> _Data for analysis_
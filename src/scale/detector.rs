// Detects runs of consecutive notes from the C major scale.
//
//   C -> D -> E    a run of 3, two accepted steps
//   C              not a run yet
//   C -> E         broken (skips D)
//   F -> F#        broken (F# is not in the scale)
//   C -> blank     broken (silence counts as leaving the scale)

use crossbeam_channel::Sender;

use crate::shared::{PitchClass, ScaleEvent};

/// C D E F G A B, in scale order. B and C are neighbours too.
pub const MAJOR_SCALE: [PitchClass; 7] = [
    PitchClass::C,
    PitchClass::D,
    PitchClass::E,
    PitchClass::F,
    PitchClass::G,
    PitchClass::A,
    PitchClass::B,
];

/// Receives detector events. The session manager implements this; a
/// channel sender or a plain `Vec` work too.
pub trait ScaleListener {
    fn on_note_accepted(&mut self, note: PitchClass, streak: usize);
    fn on_scale_discontinued(&mut self, final_streak: usize);
}

impl ScaleEvent {
    pub fn dispatch(self, listener: &mut (impl ScaleListener + ?Sized)) {
        match self {
            ScaleEvent::NoteAccepted { note, streak } => listener.on_note_accepted(note, streak),
            ScaleEvent::ScaleDiscontinued { final_streak } => {
                listener.on_scale_discontinued(final_streak)
            }
        }
    }
}

impl ScaleListener for Vec<ScaleEvent> {
    fn on_note_accepted(&mut self, note: PitchClass, streak: usize) {
        self.push(ScaleEvent::NoteAccepted { note, streak });
    }

    fn on_scale_discontinued(&mut self, final_streak: usize) {
        self.push(ScaleEvent::ScaleDiscontinued { final_streak });
    }
}

// never blocks the tick; if nobody drains the channel the event is dropped
impl ScaleListener for Sender<ScaleEvent> {
    fn on_note_accepted(&mut self, note: PitchClass, streak: usize) {
        let _ = self.try_send(ScaleEvent::NoteAccepted { note, streak });
    }

    fn on_scale_discontinued(&mut self, final_streak: usize) {
        let _ = self.try_send(ScaleEvent::ScaleDiscontinued { final_streak });
    }
}

fn scale_position(note: PitchClass) -> Option<usize> {
    MAJOR_SCALE.iter().position(|&n| n == note)
}

/// Neighbours in scale order, wrapping B <-> C.
pub fn are_adjacent(a: PitchClass, b: PitchClass) -> bool {
    match (scale_position(a), scale_position(b)) {
        (Some(i), Some(j)) => {
            let d = i.abs_diff(j);
            d == 1 || d == MAJOR_SCALE.len() - 1
        }
        _ => false,
    }
}

#[derive(Clone, Debug, Default)]
pub struct ScaleDetector {
    run: Vec<PitchClass>,
}

impl ScaleDetector {
    pub fn new() -> Self {
        Self::default()
    }

    /// Current unbroken run, oldest first.
    pub fn run(&self) -> &[PitchClass] {
        &self.run
    }

    pub fn streak(&self) -> usize {
        self.run.len()
    }

    pub fn reset(&mut self) {
        self.run.clear();
    }

    /// Feed one pitch class (blank for silence). Returns the event this note
    /// produced, if any.
    pub fn add_note(&mut self, note: PitchClass) -> Option<ScaleEvent> {
        if scale_position(note).is_none() {
            return self.discontinue();
        }

        let Some(&top) = self.run.last() else {
            // a single note isn't a streak yet
            self.run.push(note);
            return None;
        };

        if note == top {
            // held note
            None
        } else if are_adjacent(note, top) {
            self.run.push(note);
            log::debug!("scale note {} accepted, streak {}", note, self.run.len());
            Some(ScaleEvent::NoteAccepted { note, streak: self.run.len() })
        } else {
            // the breaking note is dropped, not used to seed a new run
            self.discontinue()
        }
    }

    /// Same as [`add_note`](Self::add_note) but hands the event straight to
    /// a listener.
    pub fn add_note_to(&mut self, note: PitchClass, listener: &mut (impl ScaleListener + ?Sized)) {
        if let Some(event) = self.add_note(note) {
            event.dispatch(listener);
        }
    }

    fn discontinue(&mut self) -> Option<ScaleEvent> {
        if self.run.is_empty() {
            return None;
        }
        let final_streak = self.run.len();
        self.run.clear();
        log::debug!("scale run broken after {final_streak} notes");
        Some(ScaleEvent::ScaleDiscontinued { final_streak })
    }
}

> _Work task_
The expected output is the run of lines from the one that includes "fn discontinue(&mut self)" through the end of the listing above, exactly as they stand.

> _The answer_
    fn discontinue(&mut self) -> Option<ScaleEvent> {
        if self.run.is_empty() {
            return None;
        }
        let final_streak = self.run.len();
        self.run.clear();
        log::debug!("scale run broken after {final_streak} notes");
        Some(ScaleEvent::ScaleDiscontinued { final_streak })
    }
}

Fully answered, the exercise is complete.